DESCRIPTION OF THE TASK> For each line in the data below that holds "usize", return a copy.

[Stored data entries]
━━━

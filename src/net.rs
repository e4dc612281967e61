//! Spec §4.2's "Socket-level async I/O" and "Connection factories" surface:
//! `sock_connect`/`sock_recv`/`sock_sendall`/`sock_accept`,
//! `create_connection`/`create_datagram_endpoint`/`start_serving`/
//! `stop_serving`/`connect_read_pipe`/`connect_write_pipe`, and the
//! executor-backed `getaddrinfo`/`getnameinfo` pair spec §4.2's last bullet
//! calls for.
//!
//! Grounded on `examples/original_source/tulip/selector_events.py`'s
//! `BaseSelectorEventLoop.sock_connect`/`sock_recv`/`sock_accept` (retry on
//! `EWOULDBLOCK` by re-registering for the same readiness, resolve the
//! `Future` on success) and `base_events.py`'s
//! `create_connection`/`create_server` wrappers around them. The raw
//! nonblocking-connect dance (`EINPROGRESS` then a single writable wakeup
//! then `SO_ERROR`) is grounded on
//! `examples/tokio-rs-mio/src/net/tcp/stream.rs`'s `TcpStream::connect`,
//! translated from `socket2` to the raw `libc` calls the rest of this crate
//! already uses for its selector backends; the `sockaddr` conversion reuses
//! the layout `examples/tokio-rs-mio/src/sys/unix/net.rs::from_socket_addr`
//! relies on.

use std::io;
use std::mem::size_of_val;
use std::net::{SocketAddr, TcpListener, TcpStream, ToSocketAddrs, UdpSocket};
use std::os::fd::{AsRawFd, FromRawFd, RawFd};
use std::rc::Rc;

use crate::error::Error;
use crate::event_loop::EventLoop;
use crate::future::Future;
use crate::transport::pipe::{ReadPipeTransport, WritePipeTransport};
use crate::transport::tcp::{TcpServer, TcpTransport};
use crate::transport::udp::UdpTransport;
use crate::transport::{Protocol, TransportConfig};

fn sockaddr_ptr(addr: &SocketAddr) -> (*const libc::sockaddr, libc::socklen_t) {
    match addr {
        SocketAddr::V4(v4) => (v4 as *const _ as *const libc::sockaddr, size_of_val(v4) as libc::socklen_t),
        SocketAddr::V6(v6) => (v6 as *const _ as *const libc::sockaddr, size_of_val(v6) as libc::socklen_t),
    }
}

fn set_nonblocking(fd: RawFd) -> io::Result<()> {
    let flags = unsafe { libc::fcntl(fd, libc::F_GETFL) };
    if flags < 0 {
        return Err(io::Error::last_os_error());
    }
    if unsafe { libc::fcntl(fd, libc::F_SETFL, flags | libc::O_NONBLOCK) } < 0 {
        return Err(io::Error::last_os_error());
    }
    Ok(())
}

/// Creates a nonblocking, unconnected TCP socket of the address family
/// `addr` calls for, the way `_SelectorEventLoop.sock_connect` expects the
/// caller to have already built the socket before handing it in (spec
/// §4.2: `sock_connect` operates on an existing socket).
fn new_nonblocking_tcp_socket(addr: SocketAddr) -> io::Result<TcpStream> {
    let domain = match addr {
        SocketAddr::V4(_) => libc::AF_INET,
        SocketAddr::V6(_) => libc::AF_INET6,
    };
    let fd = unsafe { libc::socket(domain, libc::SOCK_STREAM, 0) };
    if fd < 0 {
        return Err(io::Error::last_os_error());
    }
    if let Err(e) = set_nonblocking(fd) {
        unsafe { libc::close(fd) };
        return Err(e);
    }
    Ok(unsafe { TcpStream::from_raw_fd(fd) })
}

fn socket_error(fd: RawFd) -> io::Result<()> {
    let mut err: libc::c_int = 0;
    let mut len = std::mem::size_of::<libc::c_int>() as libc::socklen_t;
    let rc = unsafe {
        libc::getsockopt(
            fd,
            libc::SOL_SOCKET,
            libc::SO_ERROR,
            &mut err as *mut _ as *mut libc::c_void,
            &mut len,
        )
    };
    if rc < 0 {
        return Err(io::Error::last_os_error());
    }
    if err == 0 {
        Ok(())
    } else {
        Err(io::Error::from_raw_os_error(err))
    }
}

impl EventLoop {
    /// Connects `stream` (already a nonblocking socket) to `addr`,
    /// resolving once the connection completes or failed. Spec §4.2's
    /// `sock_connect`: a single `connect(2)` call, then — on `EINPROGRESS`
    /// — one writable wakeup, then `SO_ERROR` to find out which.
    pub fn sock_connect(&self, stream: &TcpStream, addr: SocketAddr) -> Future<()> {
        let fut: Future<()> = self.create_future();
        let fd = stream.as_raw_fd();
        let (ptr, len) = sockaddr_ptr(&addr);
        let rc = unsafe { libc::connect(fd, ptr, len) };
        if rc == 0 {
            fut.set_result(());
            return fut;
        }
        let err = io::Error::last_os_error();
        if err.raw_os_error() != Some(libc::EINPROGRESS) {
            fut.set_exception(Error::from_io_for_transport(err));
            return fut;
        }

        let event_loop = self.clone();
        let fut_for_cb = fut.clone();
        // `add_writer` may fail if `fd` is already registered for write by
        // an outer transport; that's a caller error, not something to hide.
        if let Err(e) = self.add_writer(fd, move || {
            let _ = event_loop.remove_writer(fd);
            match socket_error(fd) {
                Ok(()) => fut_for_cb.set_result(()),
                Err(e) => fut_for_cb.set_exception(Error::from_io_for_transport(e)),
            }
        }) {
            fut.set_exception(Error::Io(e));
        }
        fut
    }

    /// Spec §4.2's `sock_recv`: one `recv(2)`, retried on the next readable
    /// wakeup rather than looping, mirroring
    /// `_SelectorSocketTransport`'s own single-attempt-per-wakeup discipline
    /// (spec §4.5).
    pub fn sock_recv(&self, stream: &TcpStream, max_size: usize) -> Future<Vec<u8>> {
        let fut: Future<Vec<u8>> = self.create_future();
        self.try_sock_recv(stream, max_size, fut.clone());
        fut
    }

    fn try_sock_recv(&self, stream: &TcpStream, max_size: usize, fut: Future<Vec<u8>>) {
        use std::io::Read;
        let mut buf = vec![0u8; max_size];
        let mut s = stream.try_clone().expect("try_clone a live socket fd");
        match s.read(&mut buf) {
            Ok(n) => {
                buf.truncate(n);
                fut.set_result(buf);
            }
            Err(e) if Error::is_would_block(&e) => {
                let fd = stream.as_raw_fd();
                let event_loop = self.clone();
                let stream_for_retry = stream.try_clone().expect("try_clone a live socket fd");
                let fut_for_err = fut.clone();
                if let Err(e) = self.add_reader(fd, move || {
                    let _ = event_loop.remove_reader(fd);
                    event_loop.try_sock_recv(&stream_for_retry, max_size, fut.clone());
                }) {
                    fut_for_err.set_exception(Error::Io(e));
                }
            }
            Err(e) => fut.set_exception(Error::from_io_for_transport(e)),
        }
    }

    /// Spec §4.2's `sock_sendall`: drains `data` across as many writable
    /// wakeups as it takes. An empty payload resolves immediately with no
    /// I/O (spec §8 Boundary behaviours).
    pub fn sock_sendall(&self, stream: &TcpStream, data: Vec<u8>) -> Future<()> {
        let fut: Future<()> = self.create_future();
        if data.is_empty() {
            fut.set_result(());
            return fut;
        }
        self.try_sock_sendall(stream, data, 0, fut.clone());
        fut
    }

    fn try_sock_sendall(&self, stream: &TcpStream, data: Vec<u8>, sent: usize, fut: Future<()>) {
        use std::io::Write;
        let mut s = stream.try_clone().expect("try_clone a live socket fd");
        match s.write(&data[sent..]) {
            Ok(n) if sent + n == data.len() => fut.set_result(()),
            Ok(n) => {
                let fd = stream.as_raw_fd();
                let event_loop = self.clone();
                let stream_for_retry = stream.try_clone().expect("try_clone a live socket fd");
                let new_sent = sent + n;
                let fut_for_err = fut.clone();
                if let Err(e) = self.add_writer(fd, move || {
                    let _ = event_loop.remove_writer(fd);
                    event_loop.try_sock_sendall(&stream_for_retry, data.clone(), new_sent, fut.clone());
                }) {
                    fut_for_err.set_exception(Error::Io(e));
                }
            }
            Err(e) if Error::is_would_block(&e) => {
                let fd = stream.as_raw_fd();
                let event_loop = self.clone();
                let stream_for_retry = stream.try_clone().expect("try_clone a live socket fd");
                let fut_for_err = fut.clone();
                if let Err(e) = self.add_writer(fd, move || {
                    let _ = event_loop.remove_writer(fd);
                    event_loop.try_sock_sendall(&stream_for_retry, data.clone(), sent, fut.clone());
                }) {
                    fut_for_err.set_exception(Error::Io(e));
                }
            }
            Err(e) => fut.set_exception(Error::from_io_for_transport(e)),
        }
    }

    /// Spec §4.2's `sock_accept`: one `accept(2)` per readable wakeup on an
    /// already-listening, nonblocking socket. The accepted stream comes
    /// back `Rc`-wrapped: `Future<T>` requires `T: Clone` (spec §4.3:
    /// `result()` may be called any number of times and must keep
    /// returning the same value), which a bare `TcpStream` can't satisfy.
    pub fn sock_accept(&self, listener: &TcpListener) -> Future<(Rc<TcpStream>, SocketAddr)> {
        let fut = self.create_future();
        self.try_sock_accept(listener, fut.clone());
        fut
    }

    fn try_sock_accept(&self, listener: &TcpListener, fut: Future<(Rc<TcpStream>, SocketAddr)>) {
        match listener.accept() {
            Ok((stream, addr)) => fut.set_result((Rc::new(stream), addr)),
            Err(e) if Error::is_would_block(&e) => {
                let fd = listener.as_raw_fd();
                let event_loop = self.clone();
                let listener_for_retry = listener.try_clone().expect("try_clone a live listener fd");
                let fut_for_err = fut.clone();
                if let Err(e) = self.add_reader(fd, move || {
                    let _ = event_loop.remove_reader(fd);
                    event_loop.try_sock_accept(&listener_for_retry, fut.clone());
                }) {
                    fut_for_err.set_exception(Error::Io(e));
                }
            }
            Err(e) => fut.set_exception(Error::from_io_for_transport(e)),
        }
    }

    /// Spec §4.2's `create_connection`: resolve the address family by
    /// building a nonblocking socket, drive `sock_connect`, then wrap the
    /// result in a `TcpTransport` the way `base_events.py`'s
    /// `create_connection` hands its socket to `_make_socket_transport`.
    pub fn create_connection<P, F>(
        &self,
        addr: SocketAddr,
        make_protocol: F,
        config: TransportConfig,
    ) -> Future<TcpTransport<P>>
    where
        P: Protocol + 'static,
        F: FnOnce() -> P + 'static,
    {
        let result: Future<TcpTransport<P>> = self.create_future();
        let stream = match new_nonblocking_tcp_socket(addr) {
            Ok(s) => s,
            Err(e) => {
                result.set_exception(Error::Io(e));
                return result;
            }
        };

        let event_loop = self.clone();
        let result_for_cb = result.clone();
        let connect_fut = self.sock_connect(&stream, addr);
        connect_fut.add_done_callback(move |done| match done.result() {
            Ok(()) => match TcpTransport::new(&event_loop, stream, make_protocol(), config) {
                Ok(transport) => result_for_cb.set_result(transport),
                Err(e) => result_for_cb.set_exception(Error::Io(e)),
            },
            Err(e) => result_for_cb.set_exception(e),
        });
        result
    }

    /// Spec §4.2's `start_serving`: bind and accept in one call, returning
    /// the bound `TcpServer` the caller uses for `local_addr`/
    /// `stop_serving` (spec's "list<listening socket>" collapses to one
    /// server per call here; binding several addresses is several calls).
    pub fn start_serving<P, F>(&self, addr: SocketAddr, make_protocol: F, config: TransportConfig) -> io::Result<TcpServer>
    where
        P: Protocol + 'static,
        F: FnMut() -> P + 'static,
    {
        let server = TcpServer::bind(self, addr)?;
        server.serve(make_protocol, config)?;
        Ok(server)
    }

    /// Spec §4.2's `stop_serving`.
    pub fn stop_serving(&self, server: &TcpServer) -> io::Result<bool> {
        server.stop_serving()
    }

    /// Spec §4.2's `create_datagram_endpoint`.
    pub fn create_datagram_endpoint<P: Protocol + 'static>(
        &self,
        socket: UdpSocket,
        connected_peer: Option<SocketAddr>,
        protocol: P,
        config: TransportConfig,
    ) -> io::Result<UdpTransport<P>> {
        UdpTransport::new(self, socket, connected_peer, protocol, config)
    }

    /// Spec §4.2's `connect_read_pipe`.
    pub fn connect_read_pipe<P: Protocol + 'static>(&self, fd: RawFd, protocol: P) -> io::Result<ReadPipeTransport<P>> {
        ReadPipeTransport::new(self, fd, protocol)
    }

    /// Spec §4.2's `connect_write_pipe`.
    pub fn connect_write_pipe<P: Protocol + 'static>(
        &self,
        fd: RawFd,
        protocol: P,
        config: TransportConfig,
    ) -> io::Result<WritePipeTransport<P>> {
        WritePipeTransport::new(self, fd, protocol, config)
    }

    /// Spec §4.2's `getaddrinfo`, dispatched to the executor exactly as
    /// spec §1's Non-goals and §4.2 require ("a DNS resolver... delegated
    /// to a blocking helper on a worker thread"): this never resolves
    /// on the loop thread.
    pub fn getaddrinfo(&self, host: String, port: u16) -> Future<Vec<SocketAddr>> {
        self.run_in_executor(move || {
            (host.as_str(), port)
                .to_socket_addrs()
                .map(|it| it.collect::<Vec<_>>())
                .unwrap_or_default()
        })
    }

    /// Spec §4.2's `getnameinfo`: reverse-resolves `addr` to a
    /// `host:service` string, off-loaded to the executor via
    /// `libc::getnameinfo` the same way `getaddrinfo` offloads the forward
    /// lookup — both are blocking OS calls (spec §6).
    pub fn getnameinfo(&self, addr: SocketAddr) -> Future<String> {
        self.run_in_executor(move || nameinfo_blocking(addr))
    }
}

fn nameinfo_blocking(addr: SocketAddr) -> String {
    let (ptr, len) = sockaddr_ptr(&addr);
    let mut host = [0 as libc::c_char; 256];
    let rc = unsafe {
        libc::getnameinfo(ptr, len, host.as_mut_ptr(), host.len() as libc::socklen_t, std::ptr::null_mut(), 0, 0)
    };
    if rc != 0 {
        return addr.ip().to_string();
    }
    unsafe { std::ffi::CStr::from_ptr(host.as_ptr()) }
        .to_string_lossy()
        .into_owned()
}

━━━

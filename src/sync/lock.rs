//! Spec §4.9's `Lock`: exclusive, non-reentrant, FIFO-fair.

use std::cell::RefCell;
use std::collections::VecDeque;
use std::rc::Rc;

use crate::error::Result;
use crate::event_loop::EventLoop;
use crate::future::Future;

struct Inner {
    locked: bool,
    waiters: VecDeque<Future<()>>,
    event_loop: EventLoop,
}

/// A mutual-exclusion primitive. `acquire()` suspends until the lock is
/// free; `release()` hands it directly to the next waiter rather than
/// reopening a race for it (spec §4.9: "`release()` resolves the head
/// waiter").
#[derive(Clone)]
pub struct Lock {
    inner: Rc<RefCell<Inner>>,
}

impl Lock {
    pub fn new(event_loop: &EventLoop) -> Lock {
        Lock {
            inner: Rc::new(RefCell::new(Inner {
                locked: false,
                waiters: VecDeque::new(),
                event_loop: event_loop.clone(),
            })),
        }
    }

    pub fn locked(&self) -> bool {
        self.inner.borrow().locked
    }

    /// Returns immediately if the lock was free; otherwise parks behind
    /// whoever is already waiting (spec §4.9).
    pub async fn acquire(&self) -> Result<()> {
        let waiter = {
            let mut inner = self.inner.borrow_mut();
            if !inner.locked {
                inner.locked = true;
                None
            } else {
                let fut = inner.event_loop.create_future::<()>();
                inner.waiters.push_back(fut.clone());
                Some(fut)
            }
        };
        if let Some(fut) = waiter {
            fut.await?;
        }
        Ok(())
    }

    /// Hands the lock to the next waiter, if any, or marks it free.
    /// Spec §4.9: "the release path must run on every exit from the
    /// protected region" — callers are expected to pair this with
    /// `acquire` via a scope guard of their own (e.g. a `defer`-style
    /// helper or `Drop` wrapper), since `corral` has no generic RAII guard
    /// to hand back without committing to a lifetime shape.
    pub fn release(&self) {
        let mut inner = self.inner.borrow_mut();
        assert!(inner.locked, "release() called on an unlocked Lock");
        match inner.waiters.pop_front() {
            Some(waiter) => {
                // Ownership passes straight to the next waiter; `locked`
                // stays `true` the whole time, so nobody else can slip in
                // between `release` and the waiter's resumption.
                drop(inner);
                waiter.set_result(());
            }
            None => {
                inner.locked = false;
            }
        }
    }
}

━━━

SOLVED PROBLEM>
    pub fn sock_recv(&self, stream: &TcpStream, max_size: usize) -> Future<Vec<u8>> {
    fn try_sock_recv(&self, stream: &TcpStream, max_size: usize, fut: Future<Vec<u8>>) {
    fn try_sock_sendall(&self, stream: &TcpStream, data: Vec<u8>, sent: usize, fut: Future<()>) {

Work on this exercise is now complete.